Account taken from Ange Aboa, "Food prices change life for Ivorian cocoa farmers", Reuters, 7 May 2008. 1
Based on Huang Lijie, "Potato as a subsitute for rice", The Strait Times, 11 May 2008. 2

Radical transformation required

Many people are becoming aware that no solution is possible unless we open the doors to a real shift in power. The policymakers, scientists and investors who have led us into the current mess cannot be relied upon to get us out of it. They have created a profound double vacuum: a policy void and a market sham. The policy void is palpable. Instead of generating bright ideas to build a more sustainable and equitable food system, those in power seem capable of only knee-jerk responses that amount to more of the same: more trade liberalisation, more fertilisers, more GMOs and more debt to make it all possible. The very notion of, say, rewriting the rules of the finance system or clamping down on speculators are taboo topics. Even the food self-sufficiency policies being adopted in some developing countries, in themselves a very good idea, often repeat failed Green Revolution strategies.

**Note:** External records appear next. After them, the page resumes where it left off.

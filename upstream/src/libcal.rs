//! LibCal space-booking API.
//!
//! The same wire protocol serves two credential sets: general library rooms
//! and engineering rooms. [`LibCalClient::engineering`] builds the second
//! flavour, which [`EngineeringClient`](crate::EngineeringClient) wraps.

use crate::client::{AvailabilityQuery, RoomAvailability, Slot, UpstreamClient};
use crate::http::{self, join, status_error, strip_html};
use crate::token::TokenCache;
use async_trait::async_trait;
use campus_gsr_core::time::{DATE_FORMAT, LIBCAL_FORMAT, format_in, local_date, parse_wire, start_of_day};
use campus_gsr_core::{Clock, GsrConfig, GsrError, Provider, Result, User};
use chrono::{DateTime, Utc};
use chrono_tz::Tz;
use reqwest::{Client, RequestBuilder};
use serde::Deserialize;
use serde_json::{Value, json};
use std::collections::HashSet;
use std::sync::Arc;
use std::time::Duration;

/// Token endpoint under a LibCal base URL.
#[must_use]
pub fn token_endpoint(base: &str) -> String {
    join(base, "1.1/oauth/token")
}

/// How the `q3699` affiliation answer is chosen.
#[derive(Debug, Clone, Copy, PartialEq, Eq)]
pub enum Affiliation {
    /// Inferred from the user's email address.
    FromEmail,
    /// Always the given school.
    Fixed(&'static str),
}

impl Affiliation {
    fn answer(self, email: &str) -> &'static str {
        match self {
            Self::Fixed(school) => school,
            Self::FromEmail if email.contains("wharton") => "Wharton",
            Self::FromEmail if email.contains("seas") => "SEAS",
            Self::FromEmail if email.contains("sas") => "SAS",
            Self::FromEmail => "Other",
        }
    }
}

#[derive(Deserialize)]
struct Category {
    #[serde(default)]
    items: Vec<CategoryItem>,
}

#[derive(Deserialize)]
struct CategoryItem {
    id: i64,
}

#[derive(Deserialize)]
pub(crate) struct Item {
    pub(crate) id: i64,
    pub(crate) name: String,
    #[serde(default)]
    availability: Vec<ItemSlot>,
}

#[derive(Deserialize)]
struct ItemSlot {
    from: String,
    to: String,
}

#[derive(Deserialize)]
struct CancelResult {
    #[serde(default)]
    error: Option<String>,
}

/// Client for one LibCal credential set.
pub struct LibCalClient {
    http: Client,
    base: String,
    tokens: Arc<TokenCache>,
    clock: Arc<dyn Clock>,
    provider: Provider,
    affiliation: Affiliation,
    tz: Tz,
    timeout: Duration,
    room_blacklist: HashSet<String>,
}

impl LibCalClient {
    /// General library rooms. `tokens` must hold a `LibCal` slot.
    #[must_use]
    pub fn new(http: Client, config: &GsrConfig, tokens: Arc<TokenCache>, clock: Arc<dyn Clock>) -> Self {
        Self {
            http,
            base: config.upstream.libcal_url.clone(),
            tokens,
            clock,
            provider: Provider::LibCal,
            affiliation: Affiliation::FromEmail,
            tz: config.policy.timezone,
            timeout: config.upstream.timeout,
            room_blacklist: config.policy.room_blacklist.clone(),
        }
    }

    /// Engineering rooms. `tokens` must hold an `Engineering` slot.
    #[must_use]
    pub fn engineering(http: Client, config: &GsrConfig, tokens: Arc<TokenCache>, clock: Arc<dyn Clock>) -> Self {
        Self {
            provider: Provider::Engineering,
            affiliation: Affiliation::Fixed("SEAS"),
            ..Self::new(http, config, tokens, clock)
        }
    }

    async fn authorized(&self, request: RequestBuilder) -> Result<RequestBuilder> {
        let token = self.tokens.acquire(self.provider).await?;
        Ok(request.bearer_auth(token).timeout(self.timeout))
    }

    fn url(&self, path: &str) -> String {
        join(&self.base, path)
    }

    fn malformed(&self) -> GsrError {
        GsrError::upstream(self.provider, "Malformed response")
    }

    fn timestamp(&self, s: &str) -> Result<DateTime<Utc>> {
        parse_wire(s).map_err(|_| GsrError::upstream(self.provider, format!("Malformed timestamp: {s}")))
    }

    async fn get_json<T: serde::de::DeserializeOwned>(&self, op: &'static str, path: &str) -> Result<T> {
        let request = self.authorized(self.http.get(self.url(path))).await?;
        let response = http::send(self.provider, op, request).await?;
        http::typed_body(self.provider, response).await
    }

    /// Item IDs in a category.
    async fn category_items(&self, gid: &str) -> Result<Vec<i64>> {
        let categories: Vec<Category> = self
            .get_json("category", &format!("1.1/space/category/{gid}"))
            .await?;
        Ok(categories
            .into_iter()
            .flat_map(|c| c.items)
            .map(|i| i.id)
            .collect())
    }

    /// Rooms of a category with their free slots, blacklist applied.
    pub(crate) async fn rooms(&self, query: &AvailabilityQuery) -> Result<Vec<RoomAvailability>> {
        let ids: Vec<String> = self
            .category_items(&query.gid)
            .await?
            .into_iter()
            .map(|id| id.to_string())
            .filter(|id| !self.room_blacklist.contains(id))
            .collect();
        if ids.is_empty() {
            return Ok(Vec::new());
        }

        let availability = match (query.start, query.end) {
            (Some(start), Some(end)) => {
                format!("={},{}", start.format(DATE_FORMAT), end.format(DATE_FORMAT))
            }
            (Some(start), None) => format!("={}", start.format(DATE_FORMAT)),
            (None, _) => String::new(),
        };
        let path = format!("1.1/space/item/{}?availability{availability}", ids.join(","));
        let items: Vec<Item> = self.get_json("availability", &path).await?;

        let day = query
            .start
            .unwrap_or_else(|| local_date(self.clock.now(), self.tz));
        let day_start = start_of_day(day, self.tz)?;

        items
            .into_iter()
            .filter(|item| !self.room_blacklist.contains(&item.id.to_string()))
            .map(|item| {
                let mut slots = Vec::with_capacity(item.availability.len());
                for slot in &item.availability {
                    let start_time = self.timestamp(&slot.from)?;
                    if start_time >= day_start {
                        slots.push(Slot {
                            start_time,
                            end_time: self.timestamp(&slot.to)?,
                        });
                    }
                }
                Ok(RoomAvailability {
                    room_name: item.name,
                    id: item.id,
                    availability: slots,
                })
            })
            .collect()
    }

    /// Display name of one room.
    pub(crate) async fn room_name(&self, room_id: i64) -> Result<String> {
        let items: Vec<Item> = self
            .get_json("item", &format!("1.1/space/item/{room_id}"))
            .await?;
        items
            .into_iter()
            .next()
            .map(|item| item.name)
            .ok_or_else(|| GsrError::upstream(self.provider, format!("Unknown room {room_id}")))
    }

    fn reserve_payload(&self, room_id: i64, start: DateTime<Utc>, end: DateTime<Utc>, user: &User) -> Value {
        let label = format!("{} GSR Booking", user.username);
        json!({
            "start": format_in(start, self.tz, LIBCAL_FORMAT),
            "fname": user.first_name,
            "lname": user.last_name,
            "email": user.email,
            "nickname": label,
            "q43": label,
            "bookings": [{"id": room_id, "to": format_in(end, self.tz, LIBCAL_FORMAT)}],
            "test": false,
            "q2555": "4-5",
            "q2537": "4-5",
            "q3699": self.affiliation.answer(&user.email),
            "q2533": "000-000-0000",
            "q16801": "4",
            "q16802": "5",
            "q16805": "Yes",
            "q16804": "Yes",
        })
    }
}

/// Collapse a LibCal `errors` field (array or string) into one plain-text
/// message.
fn collapse_errors(errors: &Value) -> Option<String> {
    let joined = match errors {
        Value::Null => return None,
        Value::String(s) => s.clone(),
        Value::Array(items) => items
            .iter()
            .map(|e| e.as_str().map_or_else(|| e.to_string(), ToString::to_string))
            .collect::<Vec<_>>()
            .join(" "),
        other => other.to_string(),
    };
    let message = strip_html(&joined);
    (!message.is_empty()).then_some(message)
}

#[async_trait]
impl UpstreamClient for LibCalClient {
    fn provider(&self) -> Provider {
        self.provider
    }

    #[tracing::instrument(skip(self, _user), fields(provider = %self.provider))]
    async fn availability(&self, query: &AvailabilityQuery, _user: &User) -> Result<Vec<RoomAvailability>> {
        self.rooms(query).await
    }

    #[tracing::instrument(skip(self, user), fields(provider = %self.provider, user = %user.email))]
    async fn book(&self, room_id: i64, start: DateTime<Utc>, end: DateTime<Utc>, user: &User) -> Result<String> {
        let payload = self.reserve_payload(room_id, start, end, user);
        let request = self
            .authorized(self.http.post(self.url("1.1/space/reserve")).json(&payload))
            .await?;
        let response = http::send(self.provider, "book", request).await?;
        let (status, body) = http::json_body(self.provider, response).await?;

        if let Some(message) = body.get("errors").and_then(collapse_errors) {
            tracing::info!(room_id, %message, "LibCal refused booking");
            return Err(GsrError::upstream(self.provider, message));
        }
        if let Some(message) = body.get("error").and_then(Value::as_str) {
            return Err(GsrError::upstream(self.provider, strip_html(message)));
        }
        if !status.is_success() {
            return Err(status_error(self.provider, status));
        }
        match body.get("booking_id") {
            Some(Value::String(id)) => Ok(id.clone()),
            Some(Value::Number(id)) => Ok(id.to_string()),
            _ => Err(GsrError::upstream(self.provider, "Missing booking_id")),
        }
    }

    #[tracing::instrument(skip(self, _user), fields(provider = %self.provider))]
    async fn cancel(&self, booking_id: &str, _user: &User) -> Result<()> {
        let request = self
            .authorized(self.http.post(self.url(&format!("1.1/space/cancel/{booking_id}"))))
            .await?;
        let response = http::send(self.provider, "cancel", request).await?;
        let (status, body) = http::json_body(self.provider, response).await?;
        if !status.is_success() {
            return Err(status_error(self.provider, status));
        }

        let results: Vec<CancelResult> = serde_json::from_value(body).map_err(|_| self.malformed())?;
        match results.first() {
            None => Err(self.malformed()),
            Some(CancelResult { error: Some(error) }) if !error.trim().is_empty() => {
                Err(GsrError::upstream(self.provider, strip_html(error)))
            }
            Some(_) => Ok(()),
        }
    }
}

More disturbing, the political and business elites don't want to face the fact that, whether you are a working-class homeowner in the US or a mother queuing for rice in the Philippines, confidence in the market has been shattered. Farmers in Thailand are stupefied. Last year they were getting Bht10,000 (US$308) per tonne of rice delivered to the mills. Today they're paid Bht9,600 (US$296), even though the price of rice to the consumers has tripled! [2] The US dollar (still a global currency for food trade) has plunged, while the price of oil (on which industrial food production depends) has gone through the roof. As a consequence, governments have started taking food out of the market, as they simply don't trust the way food is being valued any more. The government of Malaysia, for instance, has announced that it will bilaterally swap palm oil for rice with any nation willing to make the deal, while several other countries have banned the export of food. [3]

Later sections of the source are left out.